Uma amiga veio me contar que foi à praia de Boa Viagem pela primeira vez. Não pude me conter em derramar na rede o que sinto de saudade e crueldade diante desse mar de assombro onde me batizei.
Abriram-me as portas com uma festinha na extinta maternidade do Derby – meu pai chegou a pagar hospedagem no quarto da enfermaria ao lado, onde eu mamava na mamãe, com a finalidade de saborear com sua gang o “xixi do neném”. Útero-loca-quentinha deixado pra trás, me levaram para o Edf. Monte Carlo, rua dos Navegantes, Boa Viagem, bairro onde me hospedei até concluir as faculdades mentais de medicina aos 27.

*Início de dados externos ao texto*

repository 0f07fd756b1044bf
use thiserror::Error;

#[derive(Debug, Error)]
pub enum RenderError {
    /// Page numbers are 1-based.
    #[error("invalid page number {0}")]
    InvalidPage(u32),

    /// The rasterizer binary could not be started.
    #[error("failed to run `{program}`: {source} (is poppler-utils installed?)")]
    Spawn {
        program: &'static str,
        #[source]
        source: std::io::Error,
    },

    /// The rasterizer exited with a failure status.
    #[error("`{program}` failed: {stderr}")]
    Rasterize {
        program: &'static str,
        stderr: String,
    },

    #[error("image error: {0}")]
    Image(#[from] image::ImageError),
}
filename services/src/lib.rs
pub mod uuid;
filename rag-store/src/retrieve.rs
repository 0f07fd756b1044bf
//! Retrieval: query text -> embedding -> top-k hits.

use tracing::{debug, trace};

use crate::embed::EmbeddingsProvider;
use crate::errors::RagError;
use crate::index::VectorIndex;
use crate::payload::payload_to_chunk;
use crate::record::{RagHit, RagQuery};

/// Embeds the query text and returns hits best first.
///
/// # Errors
/// [`RagError::InvalidInput`] when `top_k` is zero; embedding, index and
/// payload errors otherwise.
pub(crate) async fn rag_context(
    index: &dyn VectorIndex,
    embedder: &dyn EmbeddingsProvider,
    collection: &str,
    query: RagQuery<'_>,
) -> Result<Vec<RagHit>, RagError> {
    trace!(top_k = query.top_k, query_len = query.text.len(), "rag_context");
    if query.top_k == 0 {
        return Err(RagError::InvalidInput("k must be at least 1".into()));
    }

    let qv = embedder.embed(query.text).await?;
    if qv.len() != embedder.dimension() {
        return Err(RagError::VectorSizeMismatch {
            got: qv.len(),
            want: embedder.dimension(),
        });
    }

    let scored = index
        .search(collection, qv, query.top_k as usize)
        .await?;

    let hits = scored
        .into_iter()
        .map(|p| {
            Ok(RagHit {
                id: p.id,
                score: p.score,
                chunk: payload_to_chunk(p.payload)?,
            })
        })
        .collect::<Result<Vec<_>, RagError>>()?;

    debug!(collection, hits = hits.len(), "retrieval done");
    Ok(hits)
}
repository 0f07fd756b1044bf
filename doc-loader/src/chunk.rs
//! Chunk model: one parsed unit of document content plus layout metadata.

use serde::{Deserialize, Serialize};
use serde_json::Value;
use std::collections::BTreeMap;

/// Free-form chunk metadata (`page_number`, `filename`, `category`,
/// `coordinates`, ... as returned by the partition service).
pub type Metadata = BTreeMap<String, Value>;

/// A unit of document content. Immutable once loaded.
#[derive(Clone, Debug, PartialEq, Serialize, Deserialize)]
pub struct Chunk {
    pub content: String,
    #[serde(default)]
    pub metadata: Metadata,
}

/// Bounding polygon of a chunk in the layout's pixel space.
#[derive(Clone, Debug, PartialEq, Deserialize)]
pub struct Coordinates {
    pub points: Vec<(f64, f64)>,
    pub layout_width: f64,
    pub layout_height: f64,
    #[serde(default)]
    pub system: Option<String>,
}

impl Chunk {
    pub fn new(content: impl Into<String>, metadata: Metadata) -> Self {
        Self {
            content: content.into(),
            metadata,
        }
    }

    /// 1-based page number, if the metadata carries an integer one.
    pub fn page_number(&self) -> Option<i64> {
        self.metadata.get("page_number").and_then(Value::as_i64)
    }

    /// Page number as printed in prompts. Accepts any scalar the partition
    /// service may send (`5`, `"iv"`, `3.0`); `None` for null, empty or
    /// absent values.
    pub fn page_label(&self) -> Option<String> {
        match self.metadata.get("page_number")? {
            Value::Null | Value::Array(_) | Value::Object(_) => None,
            Value::String(s) if s.trim().is_empty() => None,
            Value::String(s) => Some(s.clone()),
            other => Some(other.to_string()),
        }
    }

    pub fn filename(&self) -> Option<&str> {
        self.metadata.get("filename").and_then(Value::as_str)
    }

    /// Content category such as `Title`, `NarrativeText`, `Table`, `Image`.
    pub fn category(&self) -> Option<&str> {
        self.metadata.get("category").and_then(Value::as_str)
    }

    /// Layout coordinates; `None` when absent or malformed.
    pub fn coordinates(&self) -> Option<Coordinates> {
        let raw = self.metadata.get("coordinates")?;
        serde_json::from_value(raw.clone()).ok()
    }
}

Primeiro fui doutor de amostramento em mergulhação – uma foto clássica na década de 80 evidencia um pequeno ser alienígena paramentado com roupa de neoprene, faca de caçador submarino acoplada à batata da perna esquerda, e relógio medidor de profundidades abissais em pulso direito prestes a adentrar no mar defronte ao velho e bom Acaiaca. A pixação “OS SURFISTAS” na fachada desse prédio iria me servir, anos mais tardes, como sentido e bandeira do movimento de mar em que fui fã de carteirinha com foto.
Sol, chuva, Natal, São João, nada me detinha na saga de calcular na seção de “tábuas da maré” do Diário de Pernambuco as horas em que eu deveria, com meu primo-irmão Lula, me aventurar nos swells da Pipeline recifense. Nas férias do Santa Maria comparecíamos na religiosidade da parafina em dois horários no mesmo dia: no mar seco inchando treinávamos longe do crowd as marolinhas para pegarmos, digamos, estofo surfístico; à tarde ou noite nos aventurávamos nos cachalotes. Sarrabulhos, gritos desesperados dos mais experientes “Aê, aê, aê...” eram corriqueiros nessas empreitadas hang loose em que sonhávamos na materialização das imagens Fluir do Tom Carrol, Tom Curren e Kely Slater, heróis genuínos do nosso movimento sebastianístico havaiano.
Quando Hugo Esteves, do NE TV 2ª- edição, anunciou o primeiro ataque do Tigre, meu pai, que assistia comigo ao noticiário, deu-me um tapa na perna e uma mordida no beiço: nunca mais, viu, caboclo! Daí em diante, Surf no Havaí e Caçadores de Aventuras me passavam despercebidos nas prateleiras da Videosom, soluços de maresia nessa época me eram frequentes.
Curei a primeira ressaca amorosa nas areias da Boa Viagem, onde me detive por longos minutos a meditar raiva e lágrimas até, num impulso passional, arremessar mar adentro um objeto sobre o qual havia projetado mau presságio e condecorado causador simbólico de todo o sofrimento da partilha: uma caveira em miniatura que havia adquirido no Piratas do Caribe na Disney de Orlando anos atrás. Em matéria de amor, essas mesmas areias testemunharam porres de paixão, mas acho ótimo que areia é mineral mudo que não aprendeu mímica.
O primeiro pedido de fera UFPE 2000 de medicina foi banho de mar com roupa e tudo. Se um pai de santo, eu ainda menino, estava correto em me dizer que sou filho de Iemanjá, careceu do sobrenome: Iemanjá da Boa Viagem. Em tudo que é aperto ou largura em minha vida lá vou encher a mão em concha nas águas de mainha. Antes do árduo caminho à Morada da Paz para os funerais do meu velho Bibi, via-se, à luz do dia, um ser tristonho de cuecas indo pedir a bênça à Iê Iê.
No meu último ano de BV, resolvi, num ímpeto inconsciente de saudade, que deveria correr na areia e, ao final, me presentear com mergulho. Consegui me despedi à altura apesar dos arranha-céus.
Nos anos que correm, venho me deliciando com mainha muito de vez em vez, quando costumo pedir bênça e refazer votos de batismo, mas moro no Riocife, terra-água que me faz transitar nos sarrabulhos marolentos da saudade.